In the face of the weapons lobby, politicians in Canada or the United States, persist in allowing the legal sale of assault weapons and large capacity magazines to civilians. Instead of laws to prevent such tragedies, these politicians respond by prioritizing “solutions” aiming to “prepare” us, such as active shooter drills in case a shooter bursts into our school. In the US, they are designing school buildings to increase children’s and teenagers’ chances of survival during a massacre.
Since when is it normal for society to prepare its youth to escape a violent death in the very place they are educated?
August 4 in Ohio, a 24-year-old with an assault weapon and a 100-bullet magazine killed 9 people and wounded 27 in 32 seconds. Had he a magazine with a maximum capacity of 5 cartridges, 4 lives could have been saved.
The need to reload offers a window of opportunity to neutralize the shooter. But the availability of powerful semi-automatic weapons is decisive in any mass shooting and limiting the capacity of magazines is a crucial component of gun control.

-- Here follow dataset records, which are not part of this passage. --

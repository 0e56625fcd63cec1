//! Lifecycle states and other closed value sets
//!
//! Every enum here round-trips through its snake_case string form, which is also
//! the representation stored in SQLite.

use serde::{Deserialize, Serialize};

macro_rules! string_enum {
    ($(#[$meta:meta])* $name:ident { $($variant:ident => $text:literal),+ $(,)? }) => {
        $(#[$meta])*
        #[derive(Debug, Clone, Copy, PartialEq, Eq, Hash, Serialize, Deserialize)]
        pub enum $name {
            $(
                #[serde(rename = $text)]
                $variant,
            )+
        }

        impl $name {
            pub fn as_str(&self) -> &'static str {
                match self {
                    $(Self::$variant => $text,)+
                }
            }
        }

        impl std::fmt::Display for $name {
            fn fmt(&self, f: &mut std::fmt::Formatter<'_>) -> std::fmt::Result {
                f.write_str(self.as_str())
            }
        }

        impl std::str::FromStr for $name {
            type Err = String;
            fn from_str(s: &str) -> Result<Self, Self::Err> {
                match s {
                    $($text => Ok(Self::$variant),)+
                    _ => Err(format!("unknown {}: {}", stringify!($name), s)),
                }
            }
        }

        impl rusqlite::ToSql for $name {
            fn to_sql(&self) -> rusqlite::Result<rusqlite::types::ToSqlOutput<'_>> {
                Ok(rusqlite::types::ToSqlOutput::from(self.as_str()))
            }
        }

        impl rusqlite::types::FromSql for $name {
            fn column_result(value: rusqlite::types::ValueRef<'_>) -> rusqlite::types::FromSqlResult<Self> {
                let text = value.as_str()?;
                text.parse()
                    .map_err(|e: String| rusqlite::types::FromSqlError::Other(e.into()))
            }
        }
    };
}

string_enum!(
    /// Ingestion job status
    JobStatus {
        Pending => "pending",
        Running => "running",
        Completed => "completed",
        Failed => "failed",
        DeadLetter => "dead_letter",
    }
);

string_enum!(
    /// Reprocess job status
    ReprocessStatus {
        Pending => "pending",
        Running => "running",
        Completed => "completed",
        Failed => "failed",
        Unresolved => "unresolved",
    }
);

string_enum!(
    ReprocessTriggerMode {
        Manual => "manual",
        AutoThreshold => "auto_threshold",
    }
);

string_enum!(
    TranslationStatus {
        Translated => "translated",
        NeedsReprocess => "needs_reprocess",
        Unresolved => "unresolved",
    }
);

string_enum!(
    RelevanceState {
        Accepted => "accepted",
        Borderline => "borderline",
        Filtered => "filtered",
    }
);

string_enum!(
    /// Human review state of any reviewable object
    ReviewerState {
        Proposed => "proposed",
        Approved => "approved",
        Rejected => "rejected",
        NeedsRevision => "needs_revision",
    }
);

string_enum!(
    PublishState {
        Blocked => "blocked",
        Eligible => "eligible",
        Published => "published",
    }
);

string_enum!(
    ReviewDecisionKind {
        Approve => "approve",
        Reject => "reject",
        NeedsRevision => "needs_revision",
    }
);

string_enum!(
    /// Object types that pass through human review
    ReviewableType {
        Passage => "passage",
        Tag => "tag",
        Link => "link",
        Flag => "flag",
    }
);

string_enum!(
    MemberRole {
        Primary => "primary",
        Secondary => "secondary",
    }
);

string_enum!(
    GroupStatus {
        Active => "active",
        NeedsReview => "needs_review",
        Archived => "archived",
    }
);

string_enum!(
    /// Outcome of registering a source
    RegisterOutcome {
        Created => "created",
        ExactDuplicate => "exact_duplicate",
        AlternateWitness => "alternate_witness",
    }
);

string_enum!(
    /// Commonality confidence bucket
    ConfidenceBucket {
        High => "high",
        Medium => "medium",
        Exploratory => "exploratory",
    }
);

string_enum!(
    RelationType {
        IsVersionOf => "isVersionOf",
        IsRelatedTo => "isRelatedTo",
        SharesPatternWith => "sharesPatternWith",
        IsDerivativeOf => "isDerivativeOf",
    }
);

impl ReviewDecisionKind {
    /// Reject and needs_revision must carry reviewer notes.
    pub fn requires_notes(&self) -> bool {
        matches!(self, Self::Reject | Self::NeedsRevision)
    }

    /// The reviewer state a decision moves an object into.
    pub fn target_state(&self) -> ReviewerState {
        match self {
            Self::Approve => ReviewerState::Approved,
            Self::Reject => ReviewerState::Rejected,
            Self::NeedsRevision => ReviewerState::NeedsRevision,
        }
    }
}

impl JobStatus {
    pub fn is_terminal(&self) -> bool {
        matches!(self, Self::Completed | Self::DeadLetter)
    }
}

impl ReprocessStatus {
    /// Open jobs block a second job for the same passage.
    pub fn is_open(&self) -> bool {
        matches!(self, Self::Pending | Self::Running)
    }
}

In Canada, the number of cartridges that can be inserted into a magazine can easily exceed the legal limit of 5 to 10 bullets. Yet magazines with 30, 50 and 100 bullets can legally be sold in Canada -- as long as a pin blocks the number at the legal limit. This pin can easily be removed, as was done by shooters Bissonnette (Mosque), Bain (Metropolis) and Bourque (three RCMP officers in Moncton).
Detachable magazines should be limited to five cartridges - without alteration.
In March 2019, New Zealand’s massacre at two mosques cost 49 lives. In seven days, the government boldly banned all assault weapons and large-capacity magazines.
In Canada, incomplete screening of licensed applicants has not been improved, and modifiable magazines, handguns and assault weapons remain legal, despite the majority of Canadians wishing to ban them.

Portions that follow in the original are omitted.